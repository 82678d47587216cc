pub mod admin;
pub mod auth;
pub mod chirps;
pub mod health;
pub mod users;
pub mod webhooks;

use axum::Router;

use crate::state::AppState;

/// Build the `/api` route tree.
///
/// Route hierarchy:
///
/// ```text
/// /users                   create (public), update (requires auth)
///
/// /login                   login (public)
/// /refresh                 new access token (refresh token as bearer)
/// /revoke                  revoke refresh token (refresh token as bearer)
///
/// /chirps                  list (public), create (requires auth)
/// /chirps/{chirpID}        get (public), delete (owner only)
///
/// /polka/webhooks          payment events (API key)
/// ```
pub fn api_routes() -> Router<AppState> {
    Router::new()
        .nest("/users", users::router())
        .merge(auth::router())
        .nest("/chirps", chirps::router())
        .nest("/polka", webhooks::router())
}
//! In-process store used when no database is configured, and by tests.
//!
//! All three record sets sit behind one mutex, so every trait method is a
//! single critical section. In particular redeem and revoke on the same
//! refresh token are strictly serialized.

use std::collections::HashMap;
use std::sync::{Mutex, MutexGuard, PoisonError};

use async_trait::async_trait;
use chirpy_core::refresh_token::generate_refresh_token;
use chirpy_core::types::DbId;
use chrono::{Duration, Utc};
use uuid::Uuid;

use crate::models::chirp::{Chirp, CreateChirp};
use crate::models::refresh_token::RefreshToken;
use crate::models::user::{CreateUser, UpdateUserCredentials, User};
use crate::store::{
    expires_after, redeem_outcome, ChirpStore, RedeemError, RefreshTokenStore, StoreError,
    UserStore,
};

#[derive(Default)]
struct Inner {
    users: HashMap<DbId, User>,
    /// Kept in insertion order so equal timestamps still list stably.
    chirps: Vec<Chirp>,
    refresh_tokens: HashMap<String, RefreshToken>,
}

/// Store holding users, chirps and refresh tokens in memory.
#[derive(Default)]
pub struct MemoryStore {
    inner: Mutex<Inner>,
}

impl MemoryStore {
    pub fn new() -> Self {
        Self::default()
    }

    /// Insert a refresh-token record as-is, e.g. one with a past expiry.
    pub fn insert_refresh_token(&self, record: RefreshToken) {
        self.lock()
            .refresh_tokens
            .insert(record.token.clone(), record);
    }

    /// Fetch a refresh-token record regardless of its state.
    pub fn refresh_token(&self, token: &str) -> Option<RefreshToken> {
        self.lock().refresh_tokens.get(token).cloned()
    }

    // Every mutation completes before the guard drops, so a poisoned lock
    // still holds consistent data.
    fn lock(&self) -> MutexGuard<'_, Inner> {
        self.inner.lock().unwrap_or_else(PoisonError::into_inner)
    }
}

#[async_trait]
impl UserStore for MemoryStore {
    async fn create_user(&self, input: &CreateUser) -> Result<User, StoreError> {
        let mut inner = self.lock();
        if inner.users.values().any(|u| u.email == input.email) {
            return Err(StoreError::Conflict(format!(
                "a user with email '{}' already exists",
                input.email
            )));
        }
        let now = Utc::now();
        let user = User {
            id: Uuid::new_v4(),
            email: input.email.clone(),
            hashed_password: input.hashed_password.clone(),
            is_chirpy_red: false,
            created_at: now,
            updated_at: now,
        };
        inner.users.insert(user.id, user.clone());
        Ok(user)
    }

    async fn find_user_by_id(&self, id: DbId) -> Result<Option<User>, StoreError> {
        Ok(self.lock().users.get(&id).cloned())
    }

    async fn find_user_by_email(&self, email: &str) -> Result<Option<User>, StoreError> {
        Ok(self
            .lock()
            .users
            .values()
            .find(|u| u.email == email)
            .cloned())
    }

    async fn update_user_credentials(
        &self,
        id: DbId,
        input: &UpdateUserCredentials,
    ) -> Result<Option<User>, StoreError> {
        let mut inner = self.lock();
        if inner
            .users
            .values()
            .any(|u| u.id != id && u.email == input.email)
        {
            return Err(StoreError::Conflict(format!(
                "a user with email '{}' already exists",
                input.email
            )));
        }
        let Some(user) = inner.users.get_mut(&id) else {
            return Ok(None);
        };
        user.email = input.email.clone();
        user.hashed_password = input.hashed_password.clone();
        user.updated_at = Utc::now();
        Ok(Some(user.clone()))
    }

    async fn upgrade_to_chirpy_red(&self, id: DbId) -> Result<bool, StoreError> {
        let mut inner = self.lock();
        let Some(user) = inner.users.get_mut(&id) else {
            return Ok(false);
        };
        user.is_chirpy_red = true;
        user.updated_at = Utc::now();
        Ok(true)
    }

    async fn delete_all_users(&self) -> Result<u64, StoreError> {
        let mut inner = self.lock();
        let count = inner.users.len() as u64;
        inner.users.clear();
        inner.chirps.clear();
        inner.refresh_tokens.clear();
        Ok(count)
    }
}

#[async_trait]
impl ChirpStore for MemoryStore {
    async fn create_chirp(&self, input: &CreateChirp) -> Result<Chirp, StoreError> {
        let now = Utc::now();
        let chirp = Chirp {
            id: Uuid::new_v4(),
            created_at: now,
            updated_at: now,
            body: input.body.clone(),
            user_id: input.user_id,
        };
        self.lock().chirps.push(chirp.clone());
        Ok(chirp)
    }

    async fn find_chirp(&self, id: DbId) -> Result<Option<Chirp>, StoreError> {
        Ok(self.lock().chirps.iter().find(|c| c.id == id).cloned())
    }

    async fn list_chirps(&self, author: Option<DbId>) -> Result<Vec<Chirp>, StoreError> {
        let mut chirps: Vec<Chirp> = self
            .lock()
            .chirps
            .iter()
            .filter(|c| author.map_or(true, |user_id| c.user_id == user_id))
            .cloned()
            .collect();
        chirps.sort_by_key(|c| c.created_at);
        Ok(chirps)
    }

    async fn delete_chirp(&self, id: DbId) -> Result<bool, StoreError> {
        let mut inner = self.lock();
        let before = inner.chirps.len();
        inner.chirps.retain(|c| c.id != id);
        Ok(inner.chirps.len() < before)
    }
}

#[async_trait]
impl RefreshTokenStore for MemoryStore {
    async fn create_refresh_token(
        &self,
        owner: DbId,
        ttl: Duration,
    ) -> Result<String, StoreError> {
        let token = generate_refresh_token();
        let now = Utc::now();
        let record = RefreshToken {
            token: token.clone(),
            user_id: owner,
            created_at: now,
            updated_at: now,
            expires_at: expires_after(now, ttl)?,
            revoked_at: None,
        };
        let mut inner = self.lock();
        if inner.refresh_tokens.contains_key(&token) {
            return Err(StoreError::Conflict("refresh token collision".into()));
        }
        inner.refresh_tokens.insert(token.clone(), record);
        Ok(token)
    }

    async fn redeem_refresh_token(&self, token: &str) -> Result<DbId, RedeemError> {
        redeem_outcome(self.lock().refresh_tokens.get(token))
    }

    async fn revoke_refresh_token(&self, token: &str) -> Result<(), StoreError> {
        let mut inner = self.lock();
        if let Some(record) = inner.refresh_tokens.get_mut(token) {
            if record.revoked_at.is_none() {
                let now = Utc::now();
                record.revoked_at = Some(now);
                record.updated_at = now;
            }
        }
        Ok(())
    }
}

// ---------------------------------------------------------------------------
// Tests
// ---------------------------------------------------------------------------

__Task goal__. One exact transcript of the whole listing is the expected answer.

__Task result__.
repository 82678d47587216cc
pub mod admin;
pub mod auth;
pub mod chirps;
pub mod health;
pub mod users;
pub mod webhooks;

use axum::Router;

use crate::state::AppState;

/// Build the `/api` route tree.
///
/// Route hierarchy:
///
/// ```text
/// /users                   create (public), update (requires auth)
///
/// /login                   login (public)
/// /refresh                 new access token (refresh token as bearer)
/// /revoke                  revoke refresh token (refresh token as bearer)
///
/// /chirps                  list (public), create (requires auth)
/// /chirps/{chirpID}        get (public), delete (owner only)
///
/// /polka/webhooks          payment events (API key)
/// ```
pub fn api_routes() -> Router<AppState> {
    Router::new()
        .nest("/users", users::router())
        .merge(auth::router())
        .nest("/chirps", chirps::router())
        .nest("/polka", webhooks::router())
}
//! In-process store used when no database is configured, and by tests.
//!
//! All three record sets sit behind one mutex, so every trait method is a
//! single critical section. In particular redeem and revoke on the same
//! refresh token are strictly serialized.

use std::collections::HashMap;
use std::sync::{Mutex, MutexGuard, PoisonError};

use async_trait::async_trait;
use chirpy_core::refresh_token::generate_refresh_token;
use chirpy_core::types::DbId;
use chrono::{Duration, Utc};
use uuid::Uuid;

use crate::models::chirp::{Chirp, CreateChirp};
use crate::models::refresh_token::RefreshToken;
use crate::models::user::{CreateUser, UpdateUserCredentials, User};
use crate::store::{
    expires_after, redeem_outcome, ChirpStore, RedeemError, RefreshTokenStore, StoreError,
    UserStore,
};

#[derive(Default)]
struct Inner {
    users: HashMap<DbId, User>,
    /// Kept in insertion order so equal timestamps still list stably.
    chirps: Vec<Chirp>,
    refresh_tokens: HashMap<String, RefreshToken>,
}

/// Store holding users, chirps and refresh tokens in memory.
#[derive(Default)]
pub struct MemoryStore {
    inner: Mutex<Inner>,
}

impl MemoryStore {
    pub fn new() -> Self {
        Self::default()
    }

    /// Insert a refresh-token record as-is, e.g. one with a past expiry.
    pub fn insert_refresh_token(&self, record: RefreshToken) {
        self.lock()
            .refresh_tokens
            .insert(record.token.clone(), record);
    }

    /// Fetch a refresh-token record regardless of its state.
    pub fn refresh_token(&self, token: &str) -> Option<RefreshToken> {
        self.lock().refresh_tokens.get(token).cloned()
    }

    // Every mutation completes before the guard drops, so a poisoned lock
    // still holds consistent data.
    fn lock(&self) -> MutexGuard<'_, Inner> {
        self.inner.lock().unwrap_or_else(PoisonError::into_inner)
    }
}

#[async_trait]
impl UserStore for MemoryStore {
    async fn create_user(&self, input: &CreateUser) -> Result<User, StoreError> {
        let mut inner = self.lock();
        if inner.users.values().any(|u| u.email == input.email) {
            return Err(StoreError::Conflict(format!(
                "a user with email '{}' already exists",
                input.email
            )));
        }
        let now = Utc::now();
        let user = User {
            id: Uuid::new_v4(),
            email: input.email.clone(),
            hashed_password: input.hashed_password.clone(),
            is_chirpy_red: false,
            created_at: now,
            updated_at: now,
        };
        inner.users.insert(user.id, user.clone());
        Ok(user)
    }

    async fn find_user_by_id(&self, id: DbId) -> Result<Option<User>, StoreError> {
        Ok(self.lock().users.get(&id).cloned())
    }

    async fn find_user_by_email(&self, email: &str) -> Result<Option<User>, StoreError> {
        Ok(self
            .lock()
            .users
            .values()
            .find(|u| u.email == email)
            .cloned())
    }

    async fn update_user_credentials(
        &self,
        id: DbId,
        input: &UpdateUserCredentials,
    ) -> Result<Option<User>, StoreError> {
        let mut inner = self.lock();
        if inner
            .users
            .values()
            .any(|u| u.id != id && u.email == input.email)
        {
            return Err(StoreError::Conflict(format!(
                "a user with email '{}' already exists",
                input.email
            )));
        }
        let Some(user) = inner.users.get_mut(&id) else {
            return Ok(None);
        };
        user.email = input.email.clone();
        user.hashed_password = input.hashed_password.clone();
        user.updated_at = Utc::now();
        Ok(Some(user.clone()))
    }

    async fn upgrade_to_chirpy_red(&self, id: DbId) -> Result<bool, StoreError> {
        let mut inner = self.lock();
        let Some(user) = inner.users.get_mut(&id) else {
            return Ok(false);
        };
        user.is_chirpy_red = true;
        user.updated_at = Utc::now();
        Ok(true)
    }

    async fn delete_all_users(&self) -> Result<u64, StoreError> {
        let mut inner = self.lock();
        let count = inner.users.len() as u64;
        inner.users.clear();
        inner.chirps.clear();
        inner.refresh_tokens.clear();
        Ok(count)
    }
}

#[async_trait]
impl ChirpStore for MemoryStore {
    async fn create_chirp(&self, input: &CreateChirp) -> Result<Chirp, StoreError> {
        let now = Utc::now();
        let chirp = Chirp {
            id: Uuid::new_v4(),
            created_at: now,
            updated_at: now,
            body: input.body.clone(),
            user_id: input.user_id,
        };
        self.lock().chirps.push(chirp.clone());
        Ok(chirp)
    }

    async fn find_chirp(&self, id: DbId) -> Result<Option<Chirp>, StoreError> {
        Ok(self.lock().chirps.iter().find(|c| c.id == id).cloned())
    }

    async fn list_chirps(&self, author: Option<DbId>) -> Result<Vec<Chirp>, StoreError> {
        let mut chirps: Vec<Chirp> = self
            .lock()
            .chirps
            .iter()
            .filter(|c| author.map_or(true, |user_id| c.user_id == user_id))
            .cloned()
            .collect();
        chirps.sort_by_key(|c| c.created_at);
        Ok(chirps)
    }

    async fn delete_chirp(&self, id: DbId) -> Result<bool, StoreError> {
        let mut inner = self.lock();
        let before = inner.chirps.len();
        inner.chirps.retain(|c| c.id != id);
        Ok(inner.chirps.len() < before)
    }
}

#[async_trait]
impl RefreshTokenStore for MemoryStore {
    async fn create_refresh_token(
        &self,
        owner: DbId,
        ttl: Duration,
    ) -> Result<String, StoreError> {
        let token = generate_refresh_token();
        let now = Utc::now();
        let record = RefreshToken {
            token: token.clone(),
            user_id: owner,
            created_at: now,
            updated_at: now,
            expires_at: expires_after(now, ttl)?,
            revoked_at: None,
        };
        let mut inner = self.lock();
        if inner.refresh_tokens.contains_key(&token) {
            return Err(StoreError::Conflict("refresh token collision".into()));
        }
        inner.refresh_tokens.insert(token.clone(), record);
        Ok(token)
    }

    async fn redeem_refresh_token(&self, token: &str) -> Result<DbId, RedeemError> {
        redeem_outcome(self.lock().refresh_tokens.get(token))
    }

    async fn revoke_refresh_token(&self, token: &str) -> Result<(), StoreError> {
        let mut inner = self.lock();
        if let Some(record) = inner.refresh_tokens.get_mut(token) {
            if record.revoked_at.is_none() {
                let now = Utc::now();
                record.revoked_at = Some(now);
                record.updated_at = now;
            }
        }
        Ok(())
    }
}

// ---------------------------------------------------------------------------
// Tests
// ---------------------------------------------------------------------------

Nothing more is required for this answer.